BEGIN MATERIAL FOR THIS EXERCISE

use indexmap::IndexMap;
use itertools::Itertools;
use rustc_hash::FxBuildHasher;

use crate::builder::DefUseChains;
use crate::definition::DefId;
use crate::node_key::{NodeKey, NodeKind};

/// The transposed view of a [`DefUseChains`] result: for every use site,
/// the definitions that reach it.
///
/// Name nodes appear even when nothing reaches them, so "no reaching defs"
/// is observable. Builtin defs participate like any other.
pub struct UseDefChains<'b, 'ast> {
    analyzer: &'b DefUseChains<'ast>,
    chains: IndexMap<NodeKey, Vec<DefId>, FxBuildHasher>,
}

impl<'b, 'ast> UseDefChains<'b, 'ast> {
    pub fn new(analyzer: &'b DefUseChains<'ast>) -> Self {
        let mut chains: IndexMap<NodeKey, Vec<DefId>, FxBuildHasher> = IndexMap::default();
        for (&key, &def) in analyzer.chains() {
            if key.kind() == NodeKind::Name {
                chains.entry(key).or_default();
            }
            for user in analyzer.def(def).users() {
                if let Some(user_key) = analyzer.def(user).node() {
                    chains.entry(user_key).or_default().push(def);
                }
            }
        }
        for (_, def) in analyzer.builtin_defs() {
            for user in analyzer.def(def).users() {
                if let Some(user_key) = analyzer.def(user).node() {
                    chains.entry(user_key).or_default().push(def);
                }
            }
        }
        Self { analyzer, chains }
    }

    /// Map from each use-site node to the defs reaching it.
    pub fn chains(&self) -> &IndexMap<NodeKey, Vec<DefId>, FxBuildHasher> {
        &self.chains
    }

    pub fn defs_for(&self, use_site: NodeKey) -> &[DefId] {
        self.chains.get(&use_site).map_or(&[], Vec::as_slice)
    }
}

impl std::fmt::Display for UseDefChains<'_, '_> {
    fn fmt(&self, f: &mut std::fmt::Formatter<'_>) -> std::fmt::Result {
        let mut entries: Vec<(String, String)> = self
            .chains
            .iter()
            .map(|(key, defs)| {
                let use_name = self.analyzer.def(self.analyzer.chains()[key]).name();
                let def_names = defs
                    .iter()
                    .map(|&def| self.analyzer.def(def).name())
                    .sorted()
                    .join(", ");
                (use_name.to_string(), format!("{use_name} <- {{{def_names}}}"))
            })
            .collect();
        entries.sort();
        f.write_str(&entries.into_iter().map(|(_, entry)| entry).join(", "))
    }
}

END MATERIAL FOR THIS EXERCISE

Find "like any other." in the entries above and copy that whole line exactly, then each line after it through the line that contains "impl<'b, 'ast> UseDefChains<'b, 'ast>".

/// is observable. Builtin defs participate like any other.
pub struct UseDefChains<'b, 'ast> {
    analyzer: &'b DefUseChains<'ast>,
    chains: IndexMap<NodeKey, Vec<DefId>, FxBuildHasher>,
}

impl<'b, 'ast> UseDefChains<'b, 'ast> {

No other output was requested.